▶ **The task**
Could you please count how many lines in the data below hold the string "Returns"? Reply with only the number.

· · · ·

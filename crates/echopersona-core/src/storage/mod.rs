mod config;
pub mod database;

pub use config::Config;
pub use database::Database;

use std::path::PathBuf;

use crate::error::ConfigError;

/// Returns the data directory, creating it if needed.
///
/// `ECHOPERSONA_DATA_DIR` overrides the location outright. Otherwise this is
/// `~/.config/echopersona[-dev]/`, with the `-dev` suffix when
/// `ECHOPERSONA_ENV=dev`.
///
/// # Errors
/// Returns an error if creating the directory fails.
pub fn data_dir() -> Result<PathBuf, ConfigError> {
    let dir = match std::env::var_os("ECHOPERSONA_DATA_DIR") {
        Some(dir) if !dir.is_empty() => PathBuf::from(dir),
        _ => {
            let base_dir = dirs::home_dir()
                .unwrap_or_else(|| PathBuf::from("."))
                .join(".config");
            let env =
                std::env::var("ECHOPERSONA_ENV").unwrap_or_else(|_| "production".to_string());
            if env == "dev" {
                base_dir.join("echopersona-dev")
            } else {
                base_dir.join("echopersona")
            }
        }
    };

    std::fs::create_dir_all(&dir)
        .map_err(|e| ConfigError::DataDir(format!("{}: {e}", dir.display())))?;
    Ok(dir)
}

· · · ·

▶ **Answer area**
2